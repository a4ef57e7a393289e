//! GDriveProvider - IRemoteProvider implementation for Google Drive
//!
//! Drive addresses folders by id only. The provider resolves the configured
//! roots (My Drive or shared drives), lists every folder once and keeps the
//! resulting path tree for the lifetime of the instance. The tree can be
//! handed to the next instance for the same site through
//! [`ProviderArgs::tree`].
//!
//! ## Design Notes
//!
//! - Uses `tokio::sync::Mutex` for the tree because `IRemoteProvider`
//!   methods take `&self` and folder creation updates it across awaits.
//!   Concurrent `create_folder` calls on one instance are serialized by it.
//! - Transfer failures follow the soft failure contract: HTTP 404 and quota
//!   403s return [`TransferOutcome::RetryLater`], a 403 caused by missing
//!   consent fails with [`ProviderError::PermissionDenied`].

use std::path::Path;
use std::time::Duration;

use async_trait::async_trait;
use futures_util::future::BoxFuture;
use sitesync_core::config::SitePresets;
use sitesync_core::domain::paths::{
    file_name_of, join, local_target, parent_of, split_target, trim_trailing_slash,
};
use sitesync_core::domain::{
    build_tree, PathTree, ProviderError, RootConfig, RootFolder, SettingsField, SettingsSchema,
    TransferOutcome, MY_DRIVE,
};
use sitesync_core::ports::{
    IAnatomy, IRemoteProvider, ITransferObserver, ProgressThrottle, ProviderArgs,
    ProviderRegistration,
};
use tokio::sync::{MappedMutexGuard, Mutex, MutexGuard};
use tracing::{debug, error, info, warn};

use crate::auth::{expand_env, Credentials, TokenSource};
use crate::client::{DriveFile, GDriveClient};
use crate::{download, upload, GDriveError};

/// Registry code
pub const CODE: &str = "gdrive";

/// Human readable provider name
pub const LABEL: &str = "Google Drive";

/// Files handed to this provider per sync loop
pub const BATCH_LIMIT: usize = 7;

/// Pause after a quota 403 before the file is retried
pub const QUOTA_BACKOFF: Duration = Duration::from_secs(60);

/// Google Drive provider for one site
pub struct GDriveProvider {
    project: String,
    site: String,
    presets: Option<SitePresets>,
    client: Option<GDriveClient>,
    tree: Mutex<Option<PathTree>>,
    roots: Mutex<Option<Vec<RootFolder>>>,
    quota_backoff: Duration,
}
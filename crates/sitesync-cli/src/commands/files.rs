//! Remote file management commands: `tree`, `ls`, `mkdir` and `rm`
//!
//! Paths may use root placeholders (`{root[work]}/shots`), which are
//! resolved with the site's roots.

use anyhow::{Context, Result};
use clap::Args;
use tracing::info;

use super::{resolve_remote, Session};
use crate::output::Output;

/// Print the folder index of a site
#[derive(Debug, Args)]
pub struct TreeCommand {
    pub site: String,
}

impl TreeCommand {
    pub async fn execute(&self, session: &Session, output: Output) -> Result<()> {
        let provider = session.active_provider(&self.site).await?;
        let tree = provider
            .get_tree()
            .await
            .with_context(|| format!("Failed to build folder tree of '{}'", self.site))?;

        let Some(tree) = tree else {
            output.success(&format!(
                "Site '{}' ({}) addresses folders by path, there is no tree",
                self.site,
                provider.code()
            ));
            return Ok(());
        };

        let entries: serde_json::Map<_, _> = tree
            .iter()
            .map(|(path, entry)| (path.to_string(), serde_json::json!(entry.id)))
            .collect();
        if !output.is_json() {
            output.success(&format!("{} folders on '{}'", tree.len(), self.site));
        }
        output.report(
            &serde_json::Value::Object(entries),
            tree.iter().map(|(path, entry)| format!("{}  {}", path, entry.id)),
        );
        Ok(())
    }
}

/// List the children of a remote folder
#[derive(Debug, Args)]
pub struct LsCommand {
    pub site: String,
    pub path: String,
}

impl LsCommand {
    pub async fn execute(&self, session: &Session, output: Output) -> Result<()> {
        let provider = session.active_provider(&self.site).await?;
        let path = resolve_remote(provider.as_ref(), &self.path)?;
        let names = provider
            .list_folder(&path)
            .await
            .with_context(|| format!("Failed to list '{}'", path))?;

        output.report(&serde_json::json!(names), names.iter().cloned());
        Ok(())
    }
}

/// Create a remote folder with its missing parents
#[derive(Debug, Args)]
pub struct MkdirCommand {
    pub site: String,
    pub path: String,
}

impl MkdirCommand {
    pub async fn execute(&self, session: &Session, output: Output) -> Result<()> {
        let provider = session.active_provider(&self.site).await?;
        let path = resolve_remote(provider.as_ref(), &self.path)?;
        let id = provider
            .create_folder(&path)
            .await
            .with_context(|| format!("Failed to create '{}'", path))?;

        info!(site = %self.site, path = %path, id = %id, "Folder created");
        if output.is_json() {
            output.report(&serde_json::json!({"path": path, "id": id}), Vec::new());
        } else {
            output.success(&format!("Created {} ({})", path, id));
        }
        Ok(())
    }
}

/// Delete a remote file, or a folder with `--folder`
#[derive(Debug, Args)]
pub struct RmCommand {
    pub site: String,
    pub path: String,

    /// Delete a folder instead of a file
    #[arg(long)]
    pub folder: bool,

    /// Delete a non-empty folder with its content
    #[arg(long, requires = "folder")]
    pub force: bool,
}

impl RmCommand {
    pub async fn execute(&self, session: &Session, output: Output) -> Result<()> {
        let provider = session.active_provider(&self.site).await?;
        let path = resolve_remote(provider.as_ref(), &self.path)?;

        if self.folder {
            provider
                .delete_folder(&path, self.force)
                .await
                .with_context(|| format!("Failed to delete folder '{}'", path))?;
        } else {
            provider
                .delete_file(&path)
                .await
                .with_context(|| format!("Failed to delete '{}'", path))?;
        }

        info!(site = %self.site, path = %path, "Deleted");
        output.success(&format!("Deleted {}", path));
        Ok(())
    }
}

• [WHAT TO WORK ON] Reproduce the listing verbatim.

• [RESULT FOR THIS TASK]
repository a4ef57e7a393289e
//! GDriveProvider - IRemoteProvider implementation for Google Drive
//!
//! Drive addresses folders by id only. The provider resolves the configured
//! roots (My Drive or shared drives), lists every folder once and keeps the
//! resulting path tree for the lifetime of the instance. The tree can be
//! handed to the next instance for the same site through
//! [`ProviderArgs::tree`].
//!
//! ## Design Notes
//!
//! - Uses `tokio::sync::Mutex` for the tree because `IRemoteProvider`
//!   methods take `&self` and folder creation updates it across awaits.
//!   Concurrent `create_folder` calls on one instance are serialized by it.
//! - Transfer failures follow the soft failure contract: HTTP 404 and quota
//!   403s return [`TransferOutcome::RetryLater`], a 403 caused by missing
//!   consent fails with [`ProviderError::PermissionDenied`].

use std::path::Path;
use std::time::Duration;

use async_trait::async_trait;
use futures_util::future::BoxFuture;
use sitesync_core::config::SitePresets;
use sitesync_core::domain::paths::{
    file_name_of, join, local_target, parent_of, split_target, trim_trailing_slash,
};
use sitesync_core::domain::{
    build_tree, PathTree, ProviderError, RootConfig, RootFolder, SettingsField, SettingsSchema,
    TransferOutcome, MY_DRIVE,
};
use sitesync_core::ports::{
    IAnatomy, IRemoteProvider, ITransferObserver, ProgressThrottle, ProviderArgs,
    ProviderRegistration,
};
use tokio::sync::{MappedMutexGuard, Mutex, MutexGuard};
use tracing::{debug, error, info, warn};

use crate::auth::{expand_env, Credentials, TokenSource};
use crate::client::{DriveFile, GDriveClient};
use crate::{download, upload, GDriveError};

/// Registry code
pub const CODE: &str = "gdrive";

/// Human readable provider name
pub const LABEL: &str = "Google Drive";

/// Files handed to this provider per sync loop
pub const BATCH_LIMIT: usize = 7;

/// Pause after a quota 403 before the file is retried
pub const QUOTA_BACKOFF: Duration = Duration::from_secs(60);

/// Google Drive provider for one site
pub struct GDriveProvider {
    project: String,
    site: String,
    presets: Option<SitePresets>,
    client: Option<GDriveClient>,
    tree: Mutex<Option<PathTree>>,
    roots: Mutex<Option<Vec<RootFolder>>>,
    quota_backoff: Duration,
}
filename crates/sitesync-cli/src/commands/files.rs
//! Remote file management commands: `tree`, `ls`, `mkdir` and `rm`
//!
//! Paths may use root placeholders (`{root[work]}/shots`), which are
//! resolved with the site's roots.

use anyhow::{Context, Result};
use clap::Args;
use tracing::info;

use super::{resolve_remote, Session};
use crate::output::Output;

/// Print the folder index of a site
#[derive(Debug, Args)]
pub struct TreeCommand {
    pub site: String,
}

impl TreeCommand {
    pub async fn execute(&self, session: &Session, output: Output) -> Result<()> {
        let provider = session.active_provider(&self.site).await?;
        let tree = provider
            .get_tree()
            .await
            .with_context(|| format!("Failed to build folder tree of '{}'", self.site))?;

        let Some(tree) = tree else {
            output.success(&format!(
                "Site '{}' ({}) addresses folders by path, there is no tree",
                self.site,
                provider.code()
            ));
            return Ok(());
        };

        let entries: serde_json::Map<_, _> = tree
            .iter()
            .map(|(path, entry)| (path.to_string(), serde_json::json!(entry.id)))
            .collect();
        if !output.is_json() {
            output.success(&format!("{} folders on '{}'", tree.len(), self.site));
        }
        output.report(
            &serde_json::Value::Object(entries),
            tree.iter().map(|(path, entry)| format!("{}  {}", path, entry.id)),
        );
        Ok(())
    }
}

/// List the children of a remote folder
#[derive(Debug, Args)]
pub struct LsCommand {
    pub site: String,
    pub path: String,
}

impl LsCommand {
    pub async fn execute(&self, session: &Session, output: Output) -> Result<()> {
        let provider = session.active_provider(&self.site).await?;
        let path = resolve_remote(provider.as_ref(), &self.path)?;
        let names = provider
            .list_folder(&path)
            .await
            .with_context(|| format!("Failed to list '{}'", path))?;

        output.report(&serde_json::json!(names), names.iter().cloned());
        Ok(())
    }
}

/// Create a remote folder with its missing parents
#[derive(Debug, Args)]
pub struct MkdirCommand {
    pub site: String,
    pub path: String,
}

impl MkdirCommand {
    pub async fn execute(&self, session: &Session, output: Output) -> Result<()> {
        let provider = session.active_provider(&self.site).await?;
        let path = resolve_remote(provider.as_ref(), &self.path)?;
        let id = provider
            .create_folder(&path)
            .await
            .with_context(|| format!("Failed to create '{}'", path))?;

        info!(site = %self.site, path = %path, id = %id, "Folder created");
        if output.is_json() {
            output.report(&serde_json::json!({"path": path, "id": id}), Vec::new());
        } else {
            output.success(&format!("Created {} ({})", path, id));
        }
        Ok(())
    }
}

/// Delete a remote file, or a folder with `--folder`
#[derive(Debug, Args)]
pub struct RmCommand {
    pub site: String,
    pub path: String,

    /// Delete a folder instead of a file
    #[arg(long)]
    pub folder: bool,

    /// Delete a non-empty folder with its content
    #[arg(long, requires = "folder")]
    pub force: bool,
}

impl RmCommand {
    pub async fn execute(&self, session: &Session, output: Output) -> Result<()> {
        let provider = session.active_provider(&self.site).await?;
        let path = resolve_remote(provider.as_ref(), &self.path)?;

        if self.folder {
            provider
                .delete_folder(&path, self.force)
                .await
                .with_context(|| format!("Failed to delete folder '{}'", path))?;
        } else {
            provider
                .delete_file(&path)
                .await
                .with_context(|| format!("Failed to delete '{}'", path))?;
        }

        info!(site = %self.site, path = %path, "Deleted");
        output.success(&format!("Deleted {}", path));
        Ok(())
    }
}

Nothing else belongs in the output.